USGS Groundwater Information: Hydrogeophysics Branch
Publications > Briggs and others, 2014
Martin A. Briggs1, Michelle A. Walvoord2, Jeffrey M. McKenzie3, Clifford I. Voss4, Frederick D. Day-Lewis1, and John W. Lane1
1Office of Groundwater, Branch of Geophysics, U.S. Geological Survey, Storrs, Connecticut, USA
2National Research Program, Central Branch, U.S. Geological Survey, Lakewood, Colorado, USA
3Department of Earth and Planetary Sciences, McGill University, Montreal, Quebec, Canada
4National Research Program, U.S. Geological Survey, Menlo Park, California, USA
Figure 1. (a) The Twelvemile Lake site, south of the Yukon River in central Alaska. (b) Discrete bands and clumps of predominantly willow shrub vegetation are evident within the dried margin of Twelvemile Lake, bounded by contiguous spruce and deciduous forest that is generally underlain by thick (>100 m) permafrost. (c) Cross section of electrical resistivity along the profile collected in late summer 2012 shown in (b). Discrete resistive zones in the subsurface indicate permafrost aggregation that was confirmed with physical frost probing and other methods.

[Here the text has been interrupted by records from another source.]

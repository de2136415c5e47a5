//! Response shapes shared by the REST and GraphQL fetchers

use chrono::{DateTime, Utc};
use serde::Deserialize;
use tracing::warn;

use super::fetch::DateFilter;
use crate::models::{DateRange, Identity, RepoRef};

/// REST `user` object.
#[derive(Debug, Clone, Deserialize)]
pub(crate) struct RestUser {
    pub login: String,
    #[serde(default)]
    pub id: Option<u64>,
    #[serde(default)]
    pub avatar_url: Option<String>,
}

impl RestUser {
    pub fn identity(&self) -> Identity {
        Identity {
            avatar_url: self.avatar_url.clone(),
            id: self.id,
            ..Identity::from_login(self.login.clone())
        }
    }
}

/// GraphQL `Actor` (with the `User` fragment fields when present).
#[derive(Debug, Clone, Deserialize)]
#[serde(rename_all = "camelCase")]
pub(crate) struct GqlActor {
    pub login: String,
    #[serde(default)]
    pub database_id: Option<u64>,
    #[serde(default)]
    pub name: Option<String>,
    #[serde(default)]
    pub email: Option<String>,
    #[serde(default)]
    pub avatar_url: Option<String>,
}

impl GqlActor {
    pub fn identity(&self) -> Identity {
        Identity {
            name: self.name.clone().unwrap_or_default(),
            email: self.email.clone().unwrap_or_default(),
            avatar_url: self.avatar_url.clone(),
            id: self.database_id,
            ..Identity::from_login(self.login.clone())
        }
    }
}

/// Deleted accounts come back as a null author.
pub(crate) fn ghost() -> Identity {
    Identity::from_login("ghost")
}

pub(crate) fn rest_identity(user: Option<&RestUser>) -> Identity {
    user.map(RestUser::identity).unwrap_or_else(ghost)
}

pub(crate) fn gql_identity(actor: Option<&GqlActor>) -> Identity {
    actor.map(GqlActor::identity).unwrap_or_else(ghost)
}

#[derive(Debug, Clone, Deserialize)]
#[serde(rename_all = "camelCase")]
pub(crate) struct PageInfo {
    pub has_next_page: bool,
    #[serde(default)]
    pub end_cursor: Option<String>,
}

#[derive(Debug, Clone, Deserialize)]
#[serde(rename_all = "camelCase")]
pub(crate) struct Connection<T> {
    #[serde(default = "Vec::new")]
    pub nodes: Vec<T>,
    pub page_info: PageInfo,
}

#[derive(Debug, Clone, Copy, Default, Deserialize)]
#[serde(rename_all = "camelCase")]
pub(crate) struct TotalCount {
    pub total_count: u64,
}

/// Classify a creation timestamp against the requested window.
pub(crate) fn date_filter(range: &DateRange, created_at: DateTime<Utc>) -> DateFilter {
    if range.is_before(created_at) {
        DateFilter::TooOld
    } else if range.is_after(created_at) {
        DateFilter::TooNew
    } else {
        DateFilter::Include
    }
}

/// Nested GraphQL connections are read in a single page; say so when
/// the server reports more than came back.
pub(crate) fn warn_if_truncated(what: &str, repo: &RepoRef, number: u64, total: u64, seen: usize) -> bool {
    let truncated = total > seen as u64;
    if truncated {
        warn!(
            "{}#{}: only {} of {} {} fetched",
            repo, number, seen, total, what
        );
    }
    truncated
}

/// Cache key for one resource of one repository over one window.
pub(crate) fn cache_key(kind: &str, repo: &RepoRef, range: &DateRange) -> String {
    let bound = |ts: Option<DateTime<Utc>>| {
        ts.map(|t| t.format("%Y-%m-%dT%H:%M:%S").to_string())
            .unwrap_or_else(|| "open".to_string())
    };
    format!("{}:{}:{}..{}", kind, repo, bound(range.since), bound(range.until))
}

Widespread lake shrinkage in cold regions has been linked to climate warming and permafrost thaw. Permafrost aggradation, however, has been observed within the margins of recently receded lakes, in seeming contradiction of climate warming. Here permafrost aggradation dynamics are examined at Twelvemile Lake, a retreating lake in interior Alaska. Observations reveal patches of recently formed permafrost within the dried lake margin, colocated with discrete bands of willow shrub. We test ecological succession, which alters shading, infiltration, and heat transport, as the driver of aggradation using numerical simulation of variably saturated groundwater flow and heat transport with phase change (i.e., freeze-thaw). Simulations support permafrost development under current climatic conditions, but only when net effects of vegetation on soil conditions are incorporated, thus pointing to the role of ecological succession. Furthermore, model results indicate that permafrost aggradation is transitory with further climate warming, as new permafrost thaws within seven decades.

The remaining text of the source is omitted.